James and Lenz were given a tight time frame to review the Plecas list. And, at this writing, they remain uncharged as the 41st Parliament gets underway with bucolic calm covering nasty clouds of suspicion critics cannot or dare not name.

Under the dome of Belleville Street, it is not unknown for exaggerated office gossip to be wrong and lead to injustice.

Back in 1964, a gentleman named George Ernest Pascoe Jones was Chairman of the Provincial Purchasing Commission. On Oct. 2, 1964, the government laid criminal charges alleging unlawful acceptance of benefits, and on the same day, an Order in Council was passed designed to relieve Jones from all his duties with the Commission “until further notice.”

Mr. Jones politely refused to vacate his office. A few months went by, and on Feb 25, 1965, the Provincial Secretary introduced a bill entitled An Act to Provide for the Retirement of George Ernest Pascoe Jones. It became law by assent a month later on March 26, 1965.

Three weeks before, on March 5th, Premier W.A.C. Bennett had delivered a “state of the province” speech to Social Credit Party faithful had avoided detailed reference to the long running Jones affair. All he had for his followers was: “I am not going to talk about the Jones boy. I could say a lot, but let me just assure you of this; the position that the government has taken is the right position.”

And George Ernest Pascoe Jones (Jeep from initials GEP to his friends) sued Premier Bennett for slander. He won after a series of trials and appeals, and appeals of appeals. Jeep’s lawyer throughout the ordeal was Tom Berger.

Readers interested in every twist and turn can find them at Supreme Court of Canada, Jones v Bennett (1969) S.C.R. 277.

There is a lesson to be learned and remembered in the reasoning of the Justices that sometimes what you imply but don’t say can be as libelous as what you enunciate. Assumptions made but not based on solid foundations can be dangerous and cruel.

I have no idea how long it will take for the charges, truths, denials, hints, innuendos to lurch their way through the current public spending scandal to the truth, but it can’t be soon enough.

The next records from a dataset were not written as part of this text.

//! # Optiguide - CRISPR Guide Discovery
//!
//! A library for enumerating candidate CRISPR guide-RNA binding sites in
//! target gene sequences and surveying each candidate against a genome
//! background for exact off-target sites.
//!
//! ## Overview
//!
//! Guide discovery scans each target region for a literal PAM motif on one
//! or both strands, depending on the requested application mode. Every PAM
//! match proposes a guide window immediately 5' of the motif; the window is
//! kept when it lies fully inside the region and contains no configured
//! exclusion site (e.g. a restriction enzyme recognition sequence).
//! Reverse-strand hits are remapped into forward-strand coordinates before
//! they are cataloged.
//!
//! ## Application Modes
//!
//! - **Discovery**: both strands, every eligible candidate
//! - **Interference** (CRISPRi): reverse strand only
//! - **Activation** (CRISPRa): both strands, candidates upstream of a
//!   position cutoff only
//! - **Screening**: reverse strand only, for library construction
//!
//! ## Quick Start
//!
//! ```rust
//! use optiguide_core::{GuideFinder, config::GuideConfig};
//! use optiguide_core::scoring::{OffTargetCounter, ScoringEngine};
//! use optiguide_core::sequence::Sequence;
//! use optiguide_core::types::TargetMap;
//!
//! let mut targets = TargetMap::new();
//! targets.insert("geneA".to_string(), Sequence::new("TTTTAAAAGGCCCC"));
//!
//! let finder = GuideFinder::new(GuideConfig {
//!     guide_length: 4,
//!     ..Default::default()
//! });
//! let catalog = finder.build_catalog(&targets);
//! assert_eq!(catalog["geneA"].forward, vec![4]);
//!
//! // Score against a genome background with the bundled site counter
//! let engine = OffTargetCounter::build(Sequence::new("TTTTAAAAGGCCCC"), 4);
//! let report = finder.score(&catalog, &targets, &engine)?;
//! assert_eq!(report[0].guide, "AAAA");
//! # Ok::<(), optiguide_core::types::GuideError>(())
//! ```
//!
//! ## Module Organization
//!
//! - [`config`]: Run configuration and application-mode parsing
//! - [`constants`]: Defaults and recognized file extensions
//! - [`types`]: Core data types, catalog aliases, and errors
//! - [`sequence`]: Sequence representation, search, and FASTA/GenBank I/O
//! - [`scanner`]: Single-strand PAM scanning
//! - [`selector`]: Mode-dependent strand selection and remapping
//! - [`catalog`]: Per-region catalog assembly and the [`GuideFinder`] facade
//! - [`scoring`]: Scoring-engine seam and the bundled off-target counter
//! - [`output`]: TSV score-report writer
//!
//! ## Error Handling
//!
//! Fallible operations return [`Result<T, GuideError>`](types::GuideError).
//! Only configuration and load errors are fatal; per-candidate anomalies
//! (a window too close to a strand end, a remapped offset past the region)
//! are filtered silently during scanning and scoring.

pub mod catalog;
pub mod config;
pub mod constants;
pub mod output;
pub mod scanner;
pub mod scoring;
pub mod selector;
pub mod sequence;
pub mod types;

pub use catalog::{GuideFinder, build_catalog};
pub use config::{ApplicationMode, GuideConfig};
pub use scanner::{find_candidates, remap_to_forward};
pub use scoring::{GuideScore, OffTargetCounter, ScoreReport, ScoringEngine};
pub use selector::select_candidates;
pub use sequence::Sequence;
pub use types::{GuideCatalog, GuideError, StrandCandidates, TargetMap};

It took two years give or take a day or two for “the Jones boy” to clear the courts and win a modest settlement.

While we wait I’m wondering how government workers are finding the on the job office environment? It should be a great place to work, but it can’t be a happy one when you don’t know if the guy or gal on the next desk is a conscience-driven whistleblower or conspiracy clone.

Time for government – and I mean every proudly entitled Member of the Legislative Assembly plus all holding a supervisory position in public service – to get this ship righted before already shaky morale from scuppers to bridge, brings fresh disasters.